__Work to be completed__: Print out the data below with every line intact.

Information provided START

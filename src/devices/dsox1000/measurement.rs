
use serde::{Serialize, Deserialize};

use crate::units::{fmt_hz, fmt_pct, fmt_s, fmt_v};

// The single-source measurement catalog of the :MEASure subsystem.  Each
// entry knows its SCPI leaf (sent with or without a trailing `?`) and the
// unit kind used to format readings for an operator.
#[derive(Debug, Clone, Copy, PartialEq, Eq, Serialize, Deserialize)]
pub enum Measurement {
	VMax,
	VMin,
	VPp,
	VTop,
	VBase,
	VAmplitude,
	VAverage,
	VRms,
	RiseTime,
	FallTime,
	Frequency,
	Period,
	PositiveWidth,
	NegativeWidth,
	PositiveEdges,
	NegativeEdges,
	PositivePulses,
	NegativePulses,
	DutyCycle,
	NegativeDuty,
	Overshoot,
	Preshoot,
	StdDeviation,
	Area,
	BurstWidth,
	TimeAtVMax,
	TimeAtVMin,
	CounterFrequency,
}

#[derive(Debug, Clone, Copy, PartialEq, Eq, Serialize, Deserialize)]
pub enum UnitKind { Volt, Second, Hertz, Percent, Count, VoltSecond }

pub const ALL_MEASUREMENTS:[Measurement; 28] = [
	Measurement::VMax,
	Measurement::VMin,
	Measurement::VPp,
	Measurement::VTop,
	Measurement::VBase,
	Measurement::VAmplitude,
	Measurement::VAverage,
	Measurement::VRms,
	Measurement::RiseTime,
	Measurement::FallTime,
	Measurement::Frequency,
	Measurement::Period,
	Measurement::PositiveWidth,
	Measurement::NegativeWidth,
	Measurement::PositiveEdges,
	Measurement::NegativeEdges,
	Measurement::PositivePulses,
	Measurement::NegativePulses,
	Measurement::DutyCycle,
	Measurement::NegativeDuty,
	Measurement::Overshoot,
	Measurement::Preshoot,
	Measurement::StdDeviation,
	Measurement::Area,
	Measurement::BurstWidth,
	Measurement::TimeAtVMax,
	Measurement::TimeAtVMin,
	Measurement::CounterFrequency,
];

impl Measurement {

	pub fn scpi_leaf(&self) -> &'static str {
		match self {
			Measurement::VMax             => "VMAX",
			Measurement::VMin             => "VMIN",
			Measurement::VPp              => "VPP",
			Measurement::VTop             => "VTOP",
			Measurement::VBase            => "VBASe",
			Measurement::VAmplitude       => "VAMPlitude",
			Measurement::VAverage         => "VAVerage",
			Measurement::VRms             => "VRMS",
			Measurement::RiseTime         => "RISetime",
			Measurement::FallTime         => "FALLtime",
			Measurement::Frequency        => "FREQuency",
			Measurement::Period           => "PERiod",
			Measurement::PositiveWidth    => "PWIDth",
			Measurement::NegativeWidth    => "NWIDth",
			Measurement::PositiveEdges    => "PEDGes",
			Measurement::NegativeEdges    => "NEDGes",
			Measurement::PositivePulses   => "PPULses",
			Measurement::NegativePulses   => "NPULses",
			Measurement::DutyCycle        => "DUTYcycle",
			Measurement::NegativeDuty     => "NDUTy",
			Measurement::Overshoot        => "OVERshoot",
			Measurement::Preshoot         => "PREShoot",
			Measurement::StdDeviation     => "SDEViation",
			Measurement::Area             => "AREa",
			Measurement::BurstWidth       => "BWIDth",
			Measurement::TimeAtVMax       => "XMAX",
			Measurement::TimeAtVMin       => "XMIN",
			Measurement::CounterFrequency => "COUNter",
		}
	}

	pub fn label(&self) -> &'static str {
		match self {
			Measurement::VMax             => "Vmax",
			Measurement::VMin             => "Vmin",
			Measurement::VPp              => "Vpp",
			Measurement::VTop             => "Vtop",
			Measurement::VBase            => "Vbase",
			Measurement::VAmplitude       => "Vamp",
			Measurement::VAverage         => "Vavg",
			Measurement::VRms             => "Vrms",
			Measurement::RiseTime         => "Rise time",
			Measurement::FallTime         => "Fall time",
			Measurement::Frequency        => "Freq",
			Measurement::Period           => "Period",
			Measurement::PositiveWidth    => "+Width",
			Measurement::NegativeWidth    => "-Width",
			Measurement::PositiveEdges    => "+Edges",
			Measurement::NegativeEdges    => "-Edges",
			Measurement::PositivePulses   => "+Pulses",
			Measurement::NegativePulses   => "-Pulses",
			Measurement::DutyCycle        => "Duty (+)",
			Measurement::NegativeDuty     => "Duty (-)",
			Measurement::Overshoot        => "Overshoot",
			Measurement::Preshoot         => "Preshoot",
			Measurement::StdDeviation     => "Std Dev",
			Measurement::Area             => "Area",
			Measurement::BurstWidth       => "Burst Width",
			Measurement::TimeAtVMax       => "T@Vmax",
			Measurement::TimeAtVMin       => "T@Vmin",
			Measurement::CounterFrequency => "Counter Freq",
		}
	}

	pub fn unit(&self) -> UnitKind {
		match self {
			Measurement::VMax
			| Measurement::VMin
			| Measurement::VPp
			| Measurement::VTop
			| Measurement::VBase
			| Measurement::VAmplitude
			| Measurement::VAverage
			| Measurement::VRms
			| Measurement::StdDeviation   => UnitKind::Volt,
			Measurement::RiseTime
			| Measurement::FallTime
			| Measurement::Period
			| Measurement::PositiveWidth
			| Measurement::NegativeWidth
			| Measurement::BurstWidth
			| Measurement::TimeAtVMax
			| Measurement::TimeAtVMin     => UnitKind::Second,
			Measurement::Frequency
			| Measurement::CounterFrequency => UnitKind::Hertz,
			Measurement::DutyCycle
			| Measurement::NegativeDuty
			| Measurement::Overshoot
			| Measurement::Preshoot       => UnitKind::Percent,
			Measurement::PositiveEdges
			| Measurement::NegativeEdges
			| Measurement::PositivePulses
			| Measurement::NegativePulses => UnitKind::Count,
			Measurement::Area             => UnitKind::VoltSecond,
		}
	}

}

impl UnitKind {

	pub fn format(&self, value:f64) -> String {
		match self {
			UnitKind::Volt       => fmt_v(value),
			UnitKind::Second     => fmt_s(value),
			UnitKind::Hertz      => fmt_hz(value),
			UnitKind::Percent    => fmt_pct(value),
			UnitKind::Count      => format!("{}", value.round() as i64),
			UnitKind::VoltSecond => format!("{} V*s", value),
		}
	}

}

Information provided END

__Your solution__:
filename src/devices/dsox1000/measurement.rs

use serde::{Serialize, Deserialize};

use crate::units::{fmt_hz, fmt_pct, fmt_s, fmt_v};

// The single-source measurement catalog of the :MEASure subsystem.  Each
// entry knows its SCPI leaf (sent with or without a trailing `?`) and the
// unit kind used to format readings for an operator.
#[derive(Debug, Clone, Copy, PartialEq, Eq, Serialize, Deserialize)]
pub enum Measurement {
	VMax,
	VMin,
	VPp,
	VTop,
	VBase,
	VAmplitude,
	VAverage,
	VRms,
	RiseTime,
	FallTime,
	Frequency,
	Period,
	PositiveWidth,
	NegativeWidth,
	PositiveEdges,
	NegativeEdges,
	PositivePulses,
	NegativePulses,
	DutyCycle,
	NegativeDuty,
	Overshoot,
	Preshoot,
	StdDeviation,
	Area,
	BurstWidth,
	TimeAtVMax,
	TimeAtVMin,
	CounterFrequency,
}

#[derive(Debug, Clone, Copy, PartialEq, Eq, Serialize, Deserialize)]
pub enum UnitKind { Volt, Second, Hertz, Percent, Count, VoltSecond }

pub const ALL_MEASUREMENTS:[Measurement; 28] = [
	Measurement::VMax,
	Measurement::VMin,
	Measurement::VPp,
	Measurement::VTop,
	Measurement::VBase,
	Measurement::VAmplitude,
	Measurement::VAverage,
	Measurement::VRms,
	Measurement::RiseTime,
	Measurement::FallTime,
	Measurement::Frequency,
	Measurement::Period,
	Measurement::PositiveWidth,
	Measurement::NegativeWidth,
	Measurement::PositiveEdges,
	Measurement::NegativeEdges,
	Measurement::PositivePulses,
	Measurement::NegativePulses,
	Measurement::DutyCycle,
	Measurement::NegativeDuty,
	Measurement::Overshoot,
	Measurement::Preshoot,
	Measurement::StdDeviation,
	Measurement::Area,
	Measurement::BurstWidth,
	Measurement::TimeAtVMax,
	Measurement::TimeAtVMin,
	Measurement::CounterFrequency,
];

impl Measurement {

	pub fn scpi_leaf(&self) -> &'static str {
		match self {
			Measurement::VMax             => "VMAX",
			Measurement::VMin             => "VMIN",
			Measurement::VPp              => "VPP",
			Measurement::VTop             => "VTOP",
			Measurement::VBase            => "VBASe",
			Measurement::VAmplitude       => "VAMPlitude",
			Measurement::VAverage         => "VAVerage",
			Measurement::VRms             => "VRMS",
			Measurement::RiseTime         => "RISetime",
			Measurement::FallTime         => "FALLtime",
			Measurement::Frequency        => "FREQuency",
			Measurement::Period           => "PERiod",
			Measurement::PositiveWidth    => "PWIDth",
			Measurement::NegativeWidth    => "NWIDth",
			Measurement::PositiveEdges    => "PEDGes",
			Measurement::NegativeEdges    => "NEDGes",
			Measurement::PositivePulses   => "PPULses",
			Measurement::NegativePulses   => "NPULses",
			Measurement::DutyCycle        => "DUTYcycle",
			Measurement::NegativeDuty     => "NDUTy",
			Measurement::Overshoot        => "OVERshoot",
			Measurement::Preshoot         => "PREShoot",
			Measurement::StdDeviation     => "SDEViation",
			Measurement::Area             => "AREa",
			Measurement::BurstWidth       => "BWIDth",
			Measurement::TimeAtVMax       => "XMAX",
			Measurement::TimeAtVMin       => "XMIN",
			Measurement::CounterFrequency => "COUNter",
		}
	}

	pub fn label(&self) -> &'static str {
		match self {
			Measurement::VMax             => "Vmax",
			Measurement::VMin             => "Vmin",
			Measurement::VPp              => "Vpp",
			Measurement::VTop             => "Vtop",
			Measurement::VBase            => "Vbase",
			Measurement::VAmplitude       => "Vamp",
			Measurement::VAverage         => "Vavg",
			Measurement::VRms             => "Vrms",
			Measurement::RiseTime         => "Rise time",
			Measurement::FallTime         => "Fall time",
			Measurement::Frequency        => "Freq",
			Measurement::Period           => "Period",
			Measurement::PositiveWidth    => "+Width",
			Measurement::NegativeWidth    => "-Width",
			Measurement::PositiveEdges    => "+Edges",
			Measurement::NegativeEdges    => "-Edges",
			Measurement::PositivePulses   => "+Pulses",
			Measurement::NegativePulses   => "-Pulses",
			Measurement::DutyCycle        => "Duty (+)",
			Measurement::NegativeDuty     => "Duty (-)",
			Measurement::Overshoot        => "Overshoot",
			Measurement::Preshoot         => "Preshoot",
			Measurement::StdDeviation     => "Std Dev",
			Measurement::Area             => "Area",
			Measurement::BurstWidth       => "Burst Width",
			Measurement::TimeAtVMax       => "T@Vmax",
			Measurement::TimeAtVMin       => "T@Vmin",
			Measurement::CounterFrequency => "Counter Freq",
		}
	}

	pub fn unit(&self) -> UnitKind {
		match self {
			Measurement::VMax
			| Measurement::VMin
			| Measurement::VPp
			| Measurement::VTop
			| Measurement::VBase
			| Measurement::VAmplitude
			| Measurement::VAverage
			| Measurement::VRms
			| Measurement::StdDeviation   => UnitKind::Volt,
			Measurement::RiseTime
			| Measurement::FallTime
			| Measurement::Period
			| Measurement::PositiveWidth
			| Measurement::NegativeWidth
			| Measurement::BurstWidth
			| Measurement::TimeAtVMax
			| Measurement::TimeAtVMin     => UnitKind::Second,
			Measurement::Frequency
			| Measurement::CounterFrequency => UnitKind::Hertz,
			Measurement::DutyCycle
			| Measurement::NegativeDuty
			| Measurement::Overshoot
			| Measurement::Preshoot       => UnitKind::Percent,
			Measurement::PositiveEdges
			| Measurement::NegativeEdges
			| Measurement::PositivePulses
			| Measurement::NegativePulses => UnitKind::Count,
			Measurement::Area             => UnitKind::VoltSecond,
		}
	}

}

impl UnitKind {

	pub fn format(&self, value:f64) -> String {
		match self {
			UnitKind::Volt       => fmt_v(value),
			UnitKind::Second     => fmt_s(value),
			UnitKind::Hertz      => fmt_hz(value),
			UnitKind::Percent    => fmt_pct(value),
			UnitKind::Count      => format!("{}", value.round() as i64),
			UnitKind::VoltSecond => format!("{} V*s", value),
		}
	}

}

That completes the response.